BRIEF
For the material that follows, return exactly the lines from the one with "pub mod error;" through the one with "file is fine", both ends included.

MATERIAL FOR THE TASK
--------------------------------

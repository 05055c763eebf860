//! Command implementations

pub mod entry;
pub mod search;
//! Protlens UniProt Library
#![deny(clippy::unwrap_used, clippy::expect_used)]
//!
//! Retrieval and normalization of UniProtKB protein entries for research
//! agents.
//!
//! # Pipeline
//!
//! 1. **Search** ([`ProteinSearch`]): query the search endpoint, collect
//!    primary accessions in relevance order
//! 2. **Fetch** ([`UniProtClient`]): GET each entry, with bounded retry on
//!    transport failures
//! 3. **Normalize** ([`normalize::normalize`]): flatten the nested entry JSON
//!    into a [`ProteinRecord`]
//! 4. **Render** ([`format::render`]): one bounded text block for the caller
//!
//! [`UniProtTool`] ties the steps together behind a `run(query) -> String`
//! boundary that never fails.
//!
//! # Example
//!
//! ```no_run
//! use protlens_uniprot::{ResearchTool, UniProtConfig, UniProtTool};
//!
//! #[tokio::main]
//! async fn main() -> anyhow::Result<()> {
//!     let tool = UniProtTool::new(&UniProtConfig::default())?;
//!     println!("{}", tool.run("insulin").await);
//!     Ok(())
//! }
//! ```

pub mod client;
pub mod config;
pub mod endpoints;
pub mod error;
pub mod format;
pub mod json_path;
pub mod models;
pub mod normalize;
pub mod search;
pub mod tool;

pub use client::UniProtClient;
pub use config::{FailurePolicy, UniProtConfig};
pub use error::{Result, UniProtError};
pub use models::{CitationRecord, EntryOutcome, ProteinRecord, StructureReference};
pub use search::ProteinSearch;
pub use tool::{ResearchTool, UniProtTool};
//! Protlens CLI - Main entry point

use anyhow::Result;
use clap::Parser;
use protlens_cli::{commands, Cli, Commands};
use protlens_common::logging::{init_logging, LogConfig, LogLevel};
use tracing::debug;

#[tokio::main]
async fn main() -> Result<()> {
    // A missing .env file is fine
    let _ = dotenvy::dotenv();

    let cli = Cli::parse();

    let log_level = if cli.verbose { LogLevel::Debug } else { LogLevel::Warn };
    let log_config = LogConfig::builder()
        .level(log_level)
        .log_file_prefix("protlens")
        .filter_directives("hyper=warn,reqwest=warn")
        .build()
        .merge_env()?;

    // Keep running without logs, but say why
    let _guard = match init_logging(&log_config) {
        Ok(guard) => Some(guard),
        Err(e) => {
            eprintln!("Warning: logging disabled: {e:#}");
            None
        },
    };

    let config = cli.uniprot_config()?;
    debug!(search_url = %config.search_url, entry_url = %config.entry_url, "Resolved UniProt configuration");

    match &cli.command {
        Commands::Search { query, json, .. } => commands::search::run(&config, query, *json).await?,
        Commands::Entry { accession, json } => commands::entry::run(&config, accession, *json).await?,
    }

    Ok(())
}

--------------------------------

SOLUTION FOR THIS EXERCISE
pub mod error;
pub mod format;
pub mod json_path;
pub mod models;
pub mod normalize;
pub mod search;
pub mod tool;

pub use client::UniProtClient;
pub use config::{FailurePolicy, UniProtConfig};
pub use error::{Result, UniProtError};
pub use models::{CitationRecord, EntryOutcome, ProteinRecord, StructureReference};
pub use search::ProteinSearch;
pub use tool::{ResearchTool, UniProtTool};
//! Protlens CLI - Main entry point

use anyhow::Result;
use clap::Parser;
use protlens_cli::{commands, Cli, Commands};
use protlens_common::logging::{init_logging, LogConfig, LogLevel};
use tracing::debug;

#[tokio::main]
async fn main() -> Result<()> {
    // A missing .env file is fine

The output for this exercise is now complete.